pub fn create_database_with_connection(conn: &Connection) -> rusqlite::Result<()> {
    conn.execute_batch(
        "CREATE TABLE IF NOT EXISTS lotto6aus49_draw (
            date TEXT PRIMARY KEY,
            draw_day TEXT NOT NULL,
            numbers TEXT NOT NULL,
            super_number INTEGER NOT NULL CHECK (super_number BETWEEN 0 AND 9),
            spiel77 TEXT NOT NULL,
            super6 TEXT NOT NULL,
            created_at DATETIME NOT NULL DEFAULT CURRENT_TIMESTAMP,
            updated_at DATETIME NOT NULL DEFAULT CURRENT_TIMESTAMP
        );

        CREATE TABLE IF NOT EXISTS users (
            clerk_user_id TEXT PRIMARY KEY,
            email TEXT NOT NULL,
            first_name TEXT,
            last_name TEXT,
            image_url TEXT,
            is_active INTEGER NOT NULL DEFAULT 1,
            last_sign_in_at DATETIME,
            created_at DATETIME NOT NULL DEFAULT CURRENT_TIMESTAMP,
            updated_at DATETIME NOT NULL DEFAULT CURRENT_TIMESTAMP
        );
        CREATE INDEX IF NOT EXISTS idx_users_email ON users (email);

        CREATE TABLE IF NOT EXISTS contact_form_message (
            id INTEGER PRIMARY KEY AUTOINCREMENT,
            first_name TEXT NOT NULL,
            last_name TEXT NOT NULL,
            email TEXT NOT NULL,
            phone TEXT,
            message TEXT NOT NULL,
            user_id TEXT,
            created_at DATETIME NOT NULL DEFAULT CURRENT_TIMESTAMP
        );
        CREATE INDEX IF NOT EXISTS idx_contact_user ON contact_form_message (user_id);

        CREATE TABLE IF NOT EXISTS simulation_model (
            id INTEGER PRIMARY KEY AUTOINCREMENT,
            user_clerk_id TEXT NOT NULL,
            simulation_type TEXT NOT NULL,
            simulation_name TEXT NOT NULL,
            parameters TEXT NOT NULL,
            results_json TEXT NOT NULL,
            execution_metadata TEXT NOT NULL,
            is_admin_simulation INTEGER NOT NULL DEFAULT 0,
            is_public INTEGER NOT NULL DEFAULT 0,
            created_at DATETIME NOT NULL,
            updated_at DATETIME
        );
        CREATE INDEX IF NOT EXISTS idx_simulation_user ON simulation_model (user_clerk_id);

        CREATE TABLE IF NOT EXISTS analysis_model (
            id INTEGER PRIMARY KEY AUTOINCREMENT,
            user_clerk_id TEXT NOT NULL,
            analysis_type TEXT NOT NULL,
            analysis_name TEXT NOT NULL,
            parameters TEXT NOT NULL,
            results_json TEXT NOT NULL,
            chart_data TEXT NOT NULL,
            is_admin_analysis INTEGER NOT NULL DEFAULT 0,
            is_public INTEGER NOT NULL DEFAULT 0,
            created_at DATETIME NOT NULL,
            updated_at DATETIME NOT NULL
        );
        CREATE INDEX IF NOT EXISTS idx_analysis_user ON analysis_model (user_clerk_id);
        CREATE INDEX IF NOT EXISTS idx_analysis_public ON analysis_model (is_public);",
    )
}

------------------------------------------------

§ **Work request**
Would you please copy, word for word, everything above from the line containing "CREATE INDEX IF NOT EXISTS idx_users_email" down to the line containing "CREATE TABLE IF NOT EXISTS simulation_model", those two lines included?

§ **Expected output**
        CREATE INDEX IF NOT EXISTS idx_users_email ON users (email);

        CREATE TABLE IF NOT EXISTS contact_form_message (
            id INTEGER PRIMARY KEY AUTOINCREMENT,
            first_name TEXT NOT NULL,
            last_name TEXT NOT NULL,
            email TEXT NOT NULL,
            phone TEXT,
            message TEXT NOT NULL,
            user_id TEXT,
            created_at DATETIME NOT NULL DEFAULT CURRENT_TIMESTAMP
        );
        CREATE INDEX IF NOT EXISTS idx_contact_user ON contact_form_message (user_id);

        CREATE TABLE IF NOT EXISTS simulation_model (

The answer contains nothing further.